● Your objective: Below is a listing; restate from it, character for character, the lines beginning at the line holding "if n == 4 && is_convex(points, &normal)" and ending at the line holding "if indices.len() <", both included.

● Supplied records:
☆ ☆ ☆ ☆ ☆
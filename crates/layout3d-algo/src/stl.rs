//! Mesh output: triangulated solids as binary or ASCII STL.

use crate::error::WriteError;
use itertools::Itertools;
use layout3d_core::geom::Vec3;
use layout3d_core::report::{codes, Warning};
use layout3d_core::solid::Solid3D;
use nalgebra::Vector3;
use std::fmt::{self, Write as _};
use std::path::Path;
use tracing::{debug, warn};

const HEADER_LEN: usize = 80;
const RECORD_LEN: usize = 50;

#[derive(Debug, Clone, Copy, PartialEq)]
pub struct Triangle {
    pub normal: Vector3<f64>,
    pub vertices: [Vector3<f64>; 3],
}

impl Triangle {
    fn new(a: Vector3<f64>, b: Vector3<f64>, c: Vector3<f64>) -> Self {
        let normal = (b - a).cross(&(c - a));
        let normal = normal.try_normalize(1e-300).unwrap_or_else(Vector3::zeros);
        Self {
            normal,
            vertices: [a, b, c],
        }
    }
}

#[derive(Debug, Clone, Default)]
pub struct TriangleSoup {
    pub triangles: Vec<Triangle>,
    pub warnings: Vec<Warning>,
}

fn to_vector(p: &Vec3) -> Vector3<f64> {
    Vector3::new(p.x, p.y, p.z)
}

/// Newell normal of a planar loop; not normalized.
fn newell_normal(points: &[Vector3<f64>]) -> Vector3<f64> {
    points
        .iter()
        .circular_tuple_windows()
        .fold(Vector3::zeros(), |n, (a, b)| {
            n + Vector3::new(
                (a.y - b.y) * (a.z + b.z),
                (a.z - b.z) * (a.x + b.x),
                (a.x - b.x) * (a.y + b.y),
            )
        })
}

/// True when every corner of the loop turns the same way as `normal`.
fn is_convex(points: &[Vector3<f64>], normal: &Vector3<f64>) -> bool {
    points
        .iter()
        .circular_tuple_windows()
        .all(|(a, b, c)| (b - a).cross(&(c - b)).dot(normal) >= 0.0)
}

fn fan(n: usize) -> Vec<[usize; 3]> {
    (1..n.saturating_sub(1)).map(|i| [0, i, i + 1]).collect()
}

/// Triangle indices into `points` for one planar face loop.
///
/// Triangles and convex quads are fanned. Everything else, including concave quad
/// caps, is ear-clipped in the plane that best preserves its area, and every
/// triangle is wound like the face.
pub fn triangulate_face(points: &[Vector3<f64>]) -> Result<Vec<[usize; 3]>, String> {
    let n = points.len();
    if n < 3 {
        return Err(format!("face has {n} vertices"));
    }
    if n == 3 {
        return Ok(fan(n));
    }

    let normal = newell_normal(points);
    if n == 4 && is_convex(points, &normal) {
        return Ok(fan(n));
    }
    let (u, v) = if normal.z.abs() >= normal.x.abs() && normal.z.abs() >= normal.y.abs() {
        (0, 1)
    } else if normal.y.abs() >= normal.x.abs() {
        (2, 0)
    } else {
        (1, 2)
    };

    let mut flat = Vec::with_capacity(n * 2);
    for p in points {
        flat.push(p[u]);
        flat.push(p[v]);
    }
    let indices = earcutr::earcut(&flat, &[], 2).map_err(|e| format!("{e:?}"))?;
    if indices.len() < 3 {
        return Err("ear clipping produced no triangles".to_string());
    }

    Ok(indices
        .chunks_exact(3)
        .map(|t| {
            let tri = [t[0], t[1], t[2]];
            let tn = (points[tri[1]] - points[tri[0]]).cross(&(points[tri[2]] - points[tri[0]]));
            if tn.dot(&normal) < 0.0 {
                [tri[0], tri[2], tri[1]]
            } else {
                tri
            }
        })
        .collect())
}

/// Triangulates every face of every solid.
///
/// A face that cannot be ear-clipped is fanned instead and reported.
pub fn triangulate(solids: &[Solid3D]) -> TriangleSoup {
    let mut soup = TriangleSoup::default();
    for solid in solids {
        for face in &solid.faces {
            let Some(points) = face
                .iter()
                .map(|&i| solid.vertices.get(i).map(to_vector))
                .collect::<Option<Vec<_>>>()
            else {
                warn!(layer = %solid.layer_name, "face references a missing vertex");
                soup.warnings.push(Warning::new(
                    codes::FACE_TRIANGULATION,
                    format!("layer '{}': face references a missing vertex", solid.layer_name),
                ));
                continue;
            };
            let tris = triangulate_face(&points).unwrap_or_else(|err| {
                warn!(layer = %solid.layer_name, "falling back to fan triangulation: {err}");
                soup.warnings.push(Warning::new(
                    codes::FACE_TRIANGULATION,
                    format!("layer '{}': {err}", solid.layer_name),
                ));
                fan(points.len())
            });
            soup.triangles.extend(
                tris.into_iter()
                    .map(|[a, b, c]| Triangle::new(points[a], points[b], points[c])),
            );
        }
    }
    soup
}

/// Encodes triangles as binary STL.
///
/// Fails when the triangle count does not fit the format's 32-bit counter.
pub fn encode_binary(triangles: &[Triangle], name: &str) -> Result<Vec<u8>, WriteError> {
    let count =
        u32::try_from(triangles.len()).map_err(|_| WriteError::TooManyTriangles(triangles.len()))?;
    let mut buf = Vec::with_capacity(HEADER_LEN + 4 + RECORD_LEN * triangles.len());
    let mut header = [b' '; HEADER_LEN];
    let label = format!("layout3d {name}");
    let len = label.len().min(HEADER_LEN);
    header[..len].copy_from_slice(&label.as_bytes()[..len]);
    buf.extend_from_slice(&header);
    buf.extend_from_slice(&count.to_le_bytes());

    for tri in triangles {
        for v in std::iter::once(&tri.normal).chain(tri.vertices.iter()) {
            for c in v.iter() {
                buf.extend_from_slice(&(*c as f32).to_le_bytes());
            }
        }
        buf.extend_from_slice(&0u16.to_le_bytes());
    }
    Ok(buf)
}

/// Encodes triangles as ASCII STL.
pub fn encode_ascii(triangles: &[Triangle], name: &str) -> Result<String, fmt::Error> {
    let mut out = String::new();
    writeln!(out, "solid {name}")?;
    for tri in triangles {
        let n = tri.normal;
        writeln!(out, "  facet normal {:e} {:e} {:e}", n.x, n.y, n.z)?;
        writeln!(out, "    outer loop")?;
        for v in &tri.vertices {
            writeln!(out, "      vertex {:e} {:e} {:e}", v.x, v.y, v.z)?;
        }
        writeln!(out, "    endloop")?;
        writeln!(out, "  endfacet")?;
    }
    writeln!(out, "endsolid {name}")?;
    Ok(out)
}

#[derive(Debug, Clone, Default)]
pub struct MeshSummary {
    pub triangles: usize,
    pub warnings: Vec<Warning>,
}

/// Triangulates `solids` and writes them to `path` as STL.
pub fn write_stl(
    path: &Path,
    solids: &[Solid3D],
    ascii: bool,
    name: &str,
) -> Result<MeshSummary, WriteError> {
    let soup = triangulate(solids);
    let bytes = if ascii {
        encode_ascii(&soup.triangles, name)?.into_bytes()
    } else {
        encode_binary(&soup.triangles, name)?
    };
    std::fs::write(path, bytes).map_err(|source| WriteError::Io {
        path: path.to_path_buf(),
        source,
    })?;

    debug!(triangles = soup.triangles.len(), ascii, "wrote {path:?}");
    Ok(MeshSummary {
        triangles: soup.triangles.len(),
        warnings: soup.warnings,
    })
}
☆ ☆ ☆ ☆ ☆
● Answer section:
    if n == 4 && is_convex(points, &normal) {
        return Ok(fan(n));
    }
    let (u, v) = if normal.z.abs() >= normal.x.abs() && normal.z.abs() >= normal.y.abs() {
        (0, 1)
    } else if normal.y.abs() >= normal.x.abs() {
        (2, 0)
    } else {
        (1, 2)
    };

    let mut flat = Vec::with_capacity(n * 2);
    for p in points {
        flat.push(p[u]);
        flat.push(p[v]);
    }
    let indices = earcutr::earcut(&flat, &[], 2).map_err(|e| format!("{e:?}"))?;
    if indices.len() < 3 {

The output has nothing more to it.